*TASK INSTRUCTIONS:* Every line that includes the word "sync" needs to be copied from the listing.

▽

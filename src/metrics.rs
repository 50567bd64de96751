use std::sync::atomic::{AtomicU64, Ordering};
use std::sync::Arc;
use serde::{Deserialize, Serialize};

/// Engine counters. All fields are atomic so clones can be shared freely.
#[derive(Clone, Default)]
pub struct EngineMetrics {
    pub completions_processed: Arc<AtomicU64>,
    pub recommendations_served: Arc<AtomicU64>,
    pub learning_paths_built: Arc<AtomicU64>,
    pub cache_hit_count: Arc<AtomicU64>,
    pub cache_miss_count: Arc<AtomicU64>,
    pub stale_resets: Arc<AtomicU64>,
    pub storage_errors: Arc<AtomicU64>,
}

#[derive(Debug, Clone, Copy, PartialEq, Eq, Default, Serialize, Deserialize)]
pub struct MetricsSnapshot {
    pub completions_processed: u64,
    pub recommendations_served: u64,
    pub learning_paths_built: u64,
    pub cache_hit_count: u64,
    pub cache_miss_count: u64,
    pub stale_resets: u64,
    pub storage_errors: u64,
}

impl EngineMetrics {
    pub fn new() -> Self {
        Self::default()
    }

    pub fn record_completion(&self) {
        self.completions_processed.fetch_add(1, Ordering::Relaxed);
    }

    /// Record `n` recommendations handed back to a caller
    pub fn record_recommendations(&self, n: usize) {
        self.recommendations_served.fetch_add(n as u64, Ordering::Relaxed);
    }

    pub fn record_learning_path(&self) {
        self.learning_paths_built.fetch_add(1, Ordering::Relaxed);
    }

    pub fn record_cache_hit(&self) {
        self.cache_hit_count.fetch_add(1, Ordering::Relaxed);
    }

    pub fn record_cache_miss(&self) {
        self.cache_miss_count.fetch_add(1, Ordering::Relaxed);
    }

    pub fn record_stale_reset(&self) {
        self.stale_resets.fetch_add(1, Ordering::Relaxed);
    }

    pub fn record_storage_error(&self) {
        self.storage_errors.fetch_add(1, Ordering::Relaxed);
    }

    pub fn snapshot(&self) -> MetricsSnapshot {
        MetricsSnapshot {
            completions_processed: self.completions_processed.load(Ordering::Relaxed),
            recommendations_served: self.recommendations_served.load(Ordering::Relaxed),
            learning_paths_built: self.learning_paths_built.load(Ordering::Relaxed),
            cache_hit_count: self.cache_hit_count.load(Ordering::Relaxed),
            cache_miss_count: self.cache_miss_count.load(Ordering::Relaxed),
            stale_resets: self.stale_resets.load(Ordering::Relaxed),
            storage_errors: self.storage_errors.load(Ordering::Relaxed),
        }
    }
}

△
▽

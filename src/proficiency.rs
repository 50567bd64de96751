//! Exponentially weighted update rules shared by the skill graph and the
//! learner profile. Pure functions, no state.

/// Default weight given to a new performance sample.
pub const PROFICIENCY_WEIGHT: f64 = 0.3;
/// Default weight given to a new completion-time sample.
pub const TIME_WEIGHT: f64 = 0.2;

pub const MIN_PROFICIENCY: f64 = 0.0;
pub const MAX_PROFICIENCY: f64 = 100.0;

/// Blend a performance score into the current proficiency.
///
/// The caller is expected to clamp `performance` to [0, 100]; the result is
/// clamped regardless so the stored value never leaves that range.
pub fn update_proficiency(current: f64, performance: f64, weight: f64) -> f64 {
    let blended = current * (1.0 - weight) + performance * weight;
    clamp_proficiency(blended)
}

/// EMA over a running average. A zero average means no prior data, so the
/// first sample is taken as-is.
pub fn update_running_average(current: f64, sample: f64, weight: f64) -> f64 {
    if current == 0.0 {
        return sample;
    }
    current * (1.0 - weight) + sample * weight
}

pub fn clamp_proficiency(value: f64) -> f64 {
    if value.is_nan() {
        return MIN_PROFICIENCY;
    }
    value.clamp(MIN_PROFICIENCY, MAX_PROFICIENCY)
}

△
▽

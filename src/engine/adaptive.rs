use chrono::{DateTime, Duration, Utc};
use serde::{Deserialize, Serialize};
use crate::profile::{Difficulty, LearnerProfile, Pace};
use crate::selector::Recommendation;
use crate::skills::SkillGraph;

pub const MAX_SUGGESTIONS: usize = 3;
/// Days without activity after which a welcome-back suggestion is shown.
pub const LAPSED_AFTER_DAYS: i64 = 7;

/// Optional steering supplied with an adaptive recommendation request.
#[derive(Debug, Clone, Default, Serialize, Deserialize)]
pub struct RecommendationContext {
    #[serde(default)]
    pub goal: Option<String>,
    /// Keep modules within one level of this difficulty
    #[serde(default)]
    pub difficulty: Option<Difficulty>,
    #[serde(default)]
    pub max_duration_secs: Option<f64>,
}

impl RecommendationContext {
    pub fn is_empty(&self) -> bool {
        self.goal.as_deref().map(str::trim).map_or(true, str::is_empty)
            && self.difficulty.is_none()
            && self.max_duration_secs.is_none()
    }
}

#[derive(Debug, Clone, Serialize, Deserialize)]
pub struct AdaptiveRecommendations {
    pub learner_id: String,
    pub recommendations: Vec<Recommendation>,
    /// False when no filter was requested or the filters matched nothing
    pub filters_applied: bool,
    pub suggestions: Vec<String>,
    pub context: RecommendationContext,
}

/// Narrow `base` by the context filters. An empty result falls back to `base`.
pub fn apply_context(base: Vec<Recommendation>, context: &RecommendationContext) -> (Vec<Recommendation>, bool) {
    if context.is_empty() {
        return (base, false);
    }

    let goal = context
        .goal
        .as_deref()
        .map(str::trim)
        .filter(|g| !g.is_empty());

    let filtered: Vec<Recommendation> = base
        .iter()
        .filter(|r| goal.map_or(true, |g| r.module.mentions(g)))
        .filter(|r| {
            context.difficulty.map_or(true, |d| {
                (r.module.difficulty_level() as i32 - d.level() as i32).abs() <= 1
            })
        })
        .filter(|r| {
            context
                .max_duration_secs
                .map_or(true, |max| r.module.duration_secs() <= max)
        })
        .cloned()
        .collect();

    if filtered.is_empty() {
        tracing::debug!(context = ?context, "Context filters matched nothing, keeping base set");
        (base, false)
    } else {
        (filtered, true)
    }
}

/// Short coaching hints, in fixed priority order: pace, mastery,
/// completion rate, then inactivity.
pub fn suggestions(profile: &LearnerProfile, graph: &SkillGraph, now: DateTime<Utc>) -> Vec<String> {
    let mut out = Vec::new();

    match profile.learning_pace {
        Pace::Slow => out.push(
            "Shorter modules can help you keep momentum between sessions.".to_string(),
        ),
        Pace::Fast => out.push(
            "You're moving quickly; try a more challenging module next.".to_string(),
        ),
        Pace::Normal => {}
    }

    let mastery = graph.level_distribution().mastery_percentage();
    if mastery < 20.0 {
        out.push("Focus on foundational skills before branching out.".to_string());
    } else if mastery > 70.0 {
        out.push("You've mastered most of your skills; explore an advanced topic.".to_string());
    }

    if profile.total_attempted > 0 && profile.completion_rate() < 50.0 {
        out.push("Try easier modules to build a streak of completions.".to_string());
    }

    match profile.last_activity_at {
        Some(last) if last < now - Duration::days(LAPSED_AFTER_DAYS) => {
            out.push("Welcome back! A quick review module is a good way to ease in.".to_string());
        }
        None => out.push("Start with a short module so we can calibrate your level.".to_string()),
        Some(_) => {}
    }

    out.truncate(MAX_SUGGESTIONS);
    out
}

△

*RESPONSE BELOW:*
use std::sync::atomic::{AtomicU64, Ordering};
use std::sync::Arc;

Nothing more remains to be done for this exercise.